Canfield: I’m a huge fan of stealing shamelessly. Nobody has enough time and few people are smart enough to figure it all out on their own. We’re in a great position right now with two organizations that we communicate regularly with. Both are very similar to us in terms of size and complexity, and both run Meditech. One of them made a decision to go with Meditech 6.1 and one made a decision to go to Cerner. They’re both probably 18 months ahead of us, so it’s a great opportunity to talk with both of them about everything from their system selection process to the actual implementation, the consultants they use, the value the vendors have brought to the table, and the challenges they’ve had in their C-suite as they try to make this all happen. It is very helpful. There are people out there I’m sure that are trying to do all this alone, and I can’t possibly understand how they’re being successful.

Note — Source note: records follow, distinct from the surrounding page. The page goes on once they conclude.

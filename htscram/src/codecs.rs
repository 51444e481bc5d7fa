//! Block compression methods.

pub(crate) mod bzip2;
pub(crate) mod gzip;
pub(crate) mod lzma;
pub mod rans;

use crate::{container::block::CompressionMethod, error::Result};

/// A block content encoder: a compression method with its parameter.
#[derive(Clone, Copy, Debug, Eq, PartialEq)]
pub enum Encoder {
    /// gzip (RFC 1952) with a compression level.
    Gzip(u32),
    /// bzip2 with a compression level.
    Bzip2(u32),
    /// xz-framed LZMA with a compression level.
    Lzma(u32),
    /// rANS 4x8 with an order.
    Rans4x8(rans::Order),
}

impl Encoder {
    pub(crate) fn method(&self) -> CompressionMethod {
        match self {
            Self::Gzip(_) => CompressionMethod::Gzip,
            Self::Bzip2(_) => CompressionMethod::Bzip2,
            Self::Lzma(_) => CompressionMethod::Lzma,
            Self::Rans4x8(_) => CompressionMethod::Rans4x8,
        }
    }
}

/// A per-stream cache of reusable compressor state.
///
/// Most methods are parameterized by a level and hold no state worth keeping,
/// but the rANS coder allocates large frequency tables, so a single engine is
/// shared between the order-0 and order-1 entries. The cache is owned by one
/// writer; workers encoding slices in parallel each hold their own.
#[derive(Default)]
pub struct CompressorCache {
    rans: rans::Encoder,
}

impl CompressorCache {
    /// Compresses `src` with the given encoder, reusing cached state.
    pub fn compress(&mut self, encoder: Encoder, src: &[u8]) -> Result<Vec<u8>> {
        let dst = match encoder {
            Encoder::Gzip(level) => gzip::encode(level, src)?,
            Encoder::Bzip2(level) => bzip2::encode(level, src)?,
            Encoder::Lzma(level) => lzma::encode(level, src)?,
            Encoder::Rans4x8(order) => self.rans.encode(order, src)?,
        };

        Ok(dst)
    }
}

pub(crate) fn decode_all(method: CompressionMethod, src: &[u8], dst_len: usize) -> Result<Vec<u8>> {
    match method {
        CompressionMethod::None => Ok(src.to_vec()),
        CompressionMethod::Gzip => {
            let mut dst = vec![0; dst_len];
            gzip::decode(src, &mut dst)?;
            Ok(dst)
        }
        CompressionMethod::Bzip2 => {
            let mut dst = vec![0; dst_len];
            bzip2::decode(src, &mut dst)?;
            Ok(dst)
        }
        CompressionMethod::Lzma => {
            let mut dst = vec![0; dst_len];
            lzma::decode(src, &mut dst)?;
            Ok(dst)
        }
        CompressionMethod::Rans4x8 => {
            let mut src = src;
            let dst = rans::decode(&mut src)?;
            Ok(dst)
        }
    }
}
//! CRAM file definition.

pub(crate) mod version;

pub use self::version::Version;

pub(crate) static MAGIC_NUMBER: [u8; 4] = *b"CRAM";

/// A CRAM file definition.
///
/// The file definition holds the format version and a file ID, typically the
/// file name or a digest of the alignment data.
#[derive(Clone, Debug, Eq, PartialEq)]
pub struct FileDefinition {
    version: Version,
    file_id: [u8; 20],
}

impl FileDefinition {
    /// Creates a file definition.
    ///
    /// # Examples
    ///
    /// ```
    /// use htscram::{file_definition::Version, FileDefinition};
    /// let file_definition = FileDefinition::new(Version::V3_0, [0; 20]);
    /// ```
    pub fn new(version: Version, file_id: [u8; 20]) -> Self {
        Self { version, file_id }
    }

    /// Returns the format version.
    pub fn version(&self) -> Version {
        self.version
    }

    /// Returns the file ID.
    pub fn file_id(&self) -> &[u8; 20] {
        &self.file_id
    }
}

impl Default for FileDefinition {
    fn default() -> Self {
        Self::new(Version::default(), [0; 20])
    }
}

Gamble: Right. If there are others who are in the same shoes or in similar situations, it seems like it really makes sense to try to learn from what they’re doing.
Canfield: Absolutely.
Gamble: You mentioned before you’ve been at Firelands for four years, but first in a different capacity. When you started you were VP of IS, right?
Canfield: Right. When I came to Firelands, I was the first VP/CIO that they had in the organization, and I was focused entirely obviously on the IT area. After I’d been here a little over a year, we had a pretty rapid exodus of some of the senior management team — the CEO, the COO and the CNO all left within a year, and of those, we only replaced the CEO, so there was a whole lot of operational work that needed to be spread around the management team. I picked up quite a few operational areas as well as continuing my role with IT, so I had an increased responsibility and a title change, but still very, very focused on IT as well.
Gamble: I can’t imagine that that’s an easy thing to go through when you haven’t been at an organization too long.
Canfield: It’s really interesting. I’ve been in healthcare for about 18 years now; implementing systems and working out workflows and reporting needs and all of the normal IT stuff that you do on a day-to-day basis really does give you a good understanding of how all the different units in a hospital operate, so it really wasn’t as foreign as you might think to make a move to actually start overseeing some of those organizations. And I’ve got just a fabulous group of directors that are over those specific service lines that I’m accountable for, and that’s obviously a huge help.
Gamble: And as far as having those other leaders leave, was that kind of disconcerting to see?
Canfield: Yeah, it was certainly a unique experience to see them all go so quickly. They worked well as a team, and several of them ended up at the same place. In fact, all of them ended up in the same place for a while once they left here, but it was a little disconcerting to see them leave and have obviously a new CEO come in the middle of that and have him try to get his bearings with the organization, as well as manage that level of change. It was difficult, but we did well.
Gamble: Yeah. I’m sure that when you come away from that, there are always things that you can take from it.
Canfield: Well, it’s been a fabulous learning experience. I really, really enjoyed it.